Importing RSS feed

Hi, how can I import RSS feed from one website, to my website? In a similiar way as if I’d create new posts in my blog, it’d add new post from rss in my website, like a blog I’d create. Also, if there is no RSS feed on their website, is it even possible to import their posts to my website?

1 Like

Is this something you want to do once off, or every time you post on your other blog you want to pull content into your other blog?

Have you read the docs? Your question is already covered there.

Blog migrations

That links to a Jekyll Import tool website including RSS capabilities

RSS

https://import.jekyllrb.com/docs/rss/

You can put that in a Ruby script instead of as a shell command

I want it to update every time the other website adds new post. I read docs, the other website is not mine, so that’s why I’m asking how I can use RSS to import from it to my website. Also, I think that the other website doesn’t even have RSS feed, so is there even any other way?

Your question started off with how to import RSS feed, but now it’s a different direction of how to import without using RSS. Which is not a well-defined or easy question and not really a Jekyll question anymore.

And also be sure there is no feed. Does “atom”, “rss” or “feed” appear anywhere in the page or source? If not the author didnt implement a feed probably and does not want to share their content through an RSS button.

Does /feed.xml or /feed.rss etc. exist?


I would avoid duplicating content from someone else’s site. Your content will get seen by Google as duplicated and you’re also at risk of copyright issues.

If you do really want to duplicate the content…

Well firstly is the site built on Jekyll? And is the content on GitHub? In that case you can fork the repo or copy the content in your site on schedule and commit the content and build the site. At the risk of page being moved or renamed or whatever and breaking your own site.

If the site is not built on Jekyll or it is not a public repo, then your question is generic. It then becomes how can I copy the content from any website on the web into mine? And that gets very messy because you can’t separate out content from templating like if you had the source markdown pages. And you have to use web scraping tools.

If all you want to do is have a live feed of a couple of their recent posts on your site and link to their original site for each post, then that is fine without content duplication issues.

And you could even use JS to pull in content from their site in real time. This works without Jekyll. like adding a tweet widget any site.

But since there is no RSS, it becomes impractical to pull in the data.
I guess you could pick up their post data from GitHub instead but that I’ve not seen before.

Why don’t you ask the author if they will add RSS?

If the external site has a blog post page, you could use an iframe to embed their content to yours. You need like 2 lines if code.

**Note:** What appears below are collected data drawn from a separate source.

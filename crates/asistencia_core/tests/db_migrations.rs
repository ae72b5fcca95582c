use asistencia_core::db::migrations::latest_version;
use asistencia_core::db::{open_db, open_db_in_memory, DbError};
use asistencia_core::{RepoError, SqliteSubjectRepository};
use rusqlite::Connection;

#[test]
fn open_db_in_memory_applies_all_migrations() {
    let conn = open_db_in_memory().unwrap();

    assert_eq!(schema_version(&conn), latest_version());
    assert_table_exists(&conn, "users");
    assert_table_exists(&conn, "session");
    assert_table_exists(&conn, "subjects");
    assert_table_exists(&conn, "attendance_records");
    assert_table_exists(&conn, "grade_entries");
}

#[test]
fn opening_same_database_twice_is_idempotent() {
    let dir = tempfile::tempdir().unwrap();
    let path = dir.path().join("asistencia.db");

    let conn_first = open_db(&path).unwrap();
    assert_eq!(schema_version(&conn_first), latest_version());
    drop(conn_first);

    let conn_second = open_db(&path).unwrap();
    assert_eq!(schema_version(&conn_second), latest_version());
    assert_table_exists(&conn_second, "attendance_records");
}

#[test]
fn open_db_creates_missing_parent_directories() {
    let dir = tempfile::tempdir().unwrap();
    let path = dir.path().join("nested").join("deeper").join("asistencia.db");

    let conn = open_db(&path).unwrap();
    assert_eq!(schema_version(&conn), latest_version());
    assert!(path.exists());
}

#[test]
fn opening_database_with_newer_schema_version_returns_error() {
    let dir = tempfile::tempdir().unwrap();
    let path = dir.path().join("future.db");

    let conn = Connection::open(&path).unwrap();
    conn.execute_batch("PRAGMA user_version = 999;").unwrap();
    drop(conn);

    let err = open_db(&path).unwrap_err();
    match err {
        DbError::SchemaTooNew { found, supported } => {
            assert_eq!(found, 999);
            assert_eq!(supported, latest_version());
        }
        other => panic!("unexpected error: {other}"),
    }
}

#[test]
fn repositories_reject_unmigrated_connections() {
    let conn = Connection::open_in_memory().unwrap();

    let err = SqliteSubjectRepository::try_new(&conn)
        .err()
        .expect("raw connection must be rejected");
    assert!(matches!(
        err,
        RepoError::SchemaNotReady { found: 0, expected } if expected == latest_version()
    ));
}

#[test]
fn attendance_table_rejects_unknown_status_values() {
    let conn = open_db_in_memory().unwrap();
    conn.execute(
        "INSERT INTO subjects (id, user_id, name) VALUES ('s1', 'u1', 'Historia');",
        [],
    )
    .unwrap();

    let result = conn.execute(
        "INSERT INTO attendance_records (subject_id, user_id, date, status)
         VALUES ('s1', 'u1', '2025-03-03', 'tarde');",
        [],
    );
    assert!(result.is_err());
}

fn schema_version(conn: &Connection) -> u32 {
    conn.query_row("PRAGMA user_version;", [], |row| row.get(0))
        .unwrap()
}

fn assert_table_exists(conn: &Connection, table_name: &str) {
    let exists: i64 = conn
        .query_row(
            "SELECT EXISTS(
                SELECT 1
                FROM sqlite_master
                WHERE type = 'table' AND name = ?1
            );",
            [table_name],
            |row| row.get(0),
        )
        .unwrap();
    assert_eq!(exists, 1, "table {table_name} does not exist");
}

If would help if you explained why you want to pull this content in and how it will look. And a screen shot of what you’ve seen elsewhere. I can’t tell if you are trying to embed a couple of posts as previews on your site, or you want to copy their entire website. Also what is the point of doing a preview? You can link to their posts page and your website visitors can visit the other authors site for the full experience without having to see it through your site and that saves you a lot of trouble.

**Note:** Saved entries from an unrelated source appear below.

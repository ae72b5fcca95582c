//! "Mis Asignaturas" dashboard state.
//!
//! # Invariants
//! - `subjects` only changes after the store confirmed the change.
//! - Blank names never reach the store.

use super::notice::{Notice, NoticeQueue};
use super::LOGIN_ROUTE;
use crate::auth::AuthProvider;
use crate::model::subject::{Subject, SubjectId};
use crate::model::user::UserId;
use crate::repo::subject_repo::SubjectRepository;
use crate::service::subject_service::{SubjectService, SubjectServiceError};
use log::{error, warn};

pub const MSG_LOAD_FAILED: &str = "Error al cargar asignaturas";
pub const MSG_EMPTY_NAME: &str = "El nombre no puede estar vacío.";
pub const MSG_CREATE_FAILED: &str = "Error al crear la asignatura";
pub const MSG_DELETE_FAILED: &str = "Error al borrar la asignatura.";
pub const MSG_DELETED: &str = "Asignatura borrada.";
pub const MSG_NO_SUBJECTS: &str = "Aún no tienes asignaturas. ¡Añade una para empezar!";

/// Dashboard list of the signed-in user's subjects.
#[derive(Debug, Default)]
pub struct DashboardView {
    subjects: Vec<Subject>,
    notices: NoticeQueue,
}

impl DashboardView {
    pub fn new() -> Self {
        Self::default()
    }

    /// Creates a view and immediately loads it.
    pub fn loaded<A: AuthProvider, R: SubjectRepository>(auth: &A, repo: &R) -> Self {
        let mut view = Self::new();
        view.load(auth, repo);
        view
    }

    pub fn subjects(&self) -> &[Subject] {
        &self.subjects
    }

    /// Placeholder text shown when the list is empty.
    pub fn empty_message(&self) -> Option<&'static str> {
        self.subjects.is_empty().then_some(MSG_NO_SUBJECTS)
    }

    pub fn notices(&self) -> &NoticeQueue {
        &self.notices
    }

    pub fn take_notices(&mut self) -> Vec<Notice> {
        self.notices.drain()
    }

    /// Reloads the list for the signed-in user.
    ///
    /// Signed out: the list is emptied and no notice is posted.
    pub fn load<A: AuthProvider, R: SubjectRepository>(&mut self, auth: &A, repo: &R) {
        let user = match auth.current_user() {
            Ok(Some(user)) => user,
            Ok(None) => {
                self.subjects.clear();
                return;
            }
            Err(err) => {
                error!("event=dashboard_load module=view status=error stage=auth error={err}");
                self.notices.error(MSG_LOAD_FAILED);
                return;
            }
        };

        match SubjectService::new(repo).list_for(user.id) {
            Ok(subjects) => self.subjects = subjects,
            Err(err) => {
                error!("event=dashboard_load module=view status=error stage=list error={err}");
                self.notices.error(MSG_LOAD_FAILED);
            }
        }
    }

    /// Creates one subject and appends it to the list.
    ///
    /// Returns the stored subject on success.
    pub fn add_subject<A: AuthProvider, R: SubjectRepository>(
        &mut self,
        auth: &A,
        repo: &R,
        name: &str,
    ) -> Option<Subject> {
        if name.trim().is_empty() {
            self.notices.warning(MSG_EMPTY_NAME);
            return None;
        }

        let Some(user_id) = self.signed_in_user(auth, "add_subject") else {
            self.notices.error(MSG_CREATE_FAILED);
            return None;
        };

        match SubjectService::new(repo).create(user_id, name) {
            Ok(subject) => {
                self.notices
                    .success(format!("Asignatura \"{}\" creada.", subject.name));
                self.subjects.push(subject.clone());
                Some(subject)
            }
            Err(SubjectServiceError::EmptyName) => {
                self.notices.warning(MSG_EMPTY_NAME);
                None
            }
            Err(err) => {
                error!("event=dashboard_add_subject module=view status=error error={err}");
                self.notices.error(MSG_CREATE_FAILED);
                None
            }
        }
    }

    /// Deletes one subject after the user confirmed the prompt.
    ///
    /// Returns whether the subject was removed. An unconfirmed request is a
    /// no-op without notices.
    pub fn delete_subject<A: AuthProvider, R: SubjectRepository>(
        &mut self,
        auth: &A,
        repo: &R,
        subject_id: SubjectId,
        confirmed: bool,
    ) -> bool {
        if !confirmed {
            return false;
        }

        let Some(user_id) = self.signed_in_user(auth, "delete_subject") else {
            self.notices.error(MSG_DELETE_FAILED);
            return false;
        };

        match SubjectService::new(repo).delete(user_id, subject_id) {
            Ok(()) => {
                self.subjects.retain(|subject| subject.id != subject_id);
                self.notices.success(MSG_DELETED);
                true
            }
            Err(err) => {
                error!(
                    "event=dashboard_delete_subject module=view status=error subject_id={subject_id} error={err}"
                );
                self.notices.error(MSG_DELETE_FAILED);
                false
            }
        }
    }

    /// Signs out and returns the route to navigate to.
    ///
    /// Navigation happens even when the sign-out call fails.
    pub fn logout<A: AuthProvider>(&mut self, auth: &A) -> &'static str {
        if let Err(err) = auth.sign_out() {
            warn!("event=dashboard_logout module=view status=error error={err}");
        }
        self.subjects.clear();
        LOGIN_ROUTE
    }

    fn signed_in_user<A: AuthProvider>(&self, auth: &A, action: &str) -> Option<UserId> {
        match auth.current_user() {
            Ok(Some(user)) => Some(user.id),
            Ok(None) => {
                warn!("event=dashboard_{action} module=view status=error error_code=not_signed_in");
                None
            }
            Err(err) => {
                error!("event=dashboard_{action} module=view status=error stage=auth error={err}");
                None
            }
        }
    }
}

/// Confirmation prompt shown before deleting a subject.
pub fn delete_prompt(subject: &Subject) -> String {
    format!(
        "¿Seguro que quieres borrar la asignatura \"{}\" y todos sus datos?",
        subject.name
    )
}
//! Core domain logic for Asistencia.
//! This crate is the single source of truth for subject, attendance and
//! grade invariants; front ends only render what the views expose.

pub mod auth;
pub mod config;
pub mod db;
pub mod logging;
pub mod model;
pub mod repo;
pub mod service;
pub mod view;

pub use auth::{AuthError, AuthProvider, AuthResult, SqliteSessionStore};
pub use config::AppConfig;
pub use logging::{
    default_log_level, init_from_config, init_logging, logging_status, LoggingError,
};
pub use model::attendance::{
    next_status, AttendanceRecord, AttendanceStatus, AttendanceSummary, DayMark,
};
pub use model::date::{format_date, month_bounds, month_key, parse_date, parse_month_key};
pub use model::grade::{GradeAverage, GradeEntry, GradeId};
pub use model::subject::{Subject, SubjectId};
pub use model::user::{User, UserId};
pub use model::ValidationError;
pub use repo::attendance_repo::{AttendanceRepository, SqliteAttendanceRepository};
pub use repo::grade_repo::{GradeRepository, SqliteGradeRepository};
pub use repo::subject_repo::{SqliteSubjectRepository, SubjectRepository};
pub use repo::{RepoError, RepoResult};
pub use service::attendance_service::{AttendanceService, AttendanceServiceError};
pub use service::grade_service::{GradeService, GradeServiceError};
pub use service::subject_service::{SubjectService, SubjectServiceError};
pub use view::calendar::{AttendanceCalendar, CalendarSnapshot, PendingToggle, ToggleOutcome};
pub use view::dashboard::{delete_prompt, DashboardView};
pub use view::grades::GradeCalculatorView;
pub use view::notice::{Notice, NoticeLevel, NoticeQueue};
pub use view::subject_detail::SubjectDetail;

/// Minimal health-check API for early integration.
pub fn ping() -> &'static str {
    "pong"
}

/// Returns the core crate version.
pub fn core_version() -> &'static str {
    env!("CARGO_PKG_VERSION")
}

#[cfg(test)]
mod tests {
    use super::{core_version, ping};

    #[test]
    fn ping_returns_pong() {
        assert_eq!(ping(), "pong");
    }

    #[test]
    fn version_is_not_empty() {
        assert!(!core_version().is_empty());
    }
}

I tried looking into source code or trying /feed.xml etc. in url, but it didn’t work. Basically I want to show posts from their website on the one I’m working on rn, they’d just redirect to the original post on their website. Also, it’s for a company that sells their products in my country, the original company is from a different country.

Or even if it’d be possible, I’d want to import the post and just use google translate api to automatically translate it to my language

Okay thanks for the info.

Well maybe they have an API?

Open the site with the Network tab open in the browser dev tools. Maybe there is a request to /products.json or similar on the frontend to build the items up on the page.

And you can hit that directly on your frontend or when your site builds.

The Jekyll migrate plug-in didn’t do what I wanted, so I wrote a Ruby script that pulls in RSS feeds and saves the entries as custom Jekyll collections.

It currently has to be triggered manually, but I’m planning to set up a cron job to run the script daily and commit the results back to the repo. Probably could also become a proper plugin with a bit more work.

I know you were saying that the site might not have a feed at all, but I thought you might find this approach useful.

Here’s the link: GitHub - MattKevan/Jekyll-feed-importer: Ruby script to import RSS feed items and save them as Jekyll posts/collections.

If you use GitHub Actions, you can easily set up a nightly job that runs shell commands to pull in RSS data and commit it

I have recipes here with and without an action to commit the files

Ah that’s cool, I’ll look into that. Thanks, much appreciated.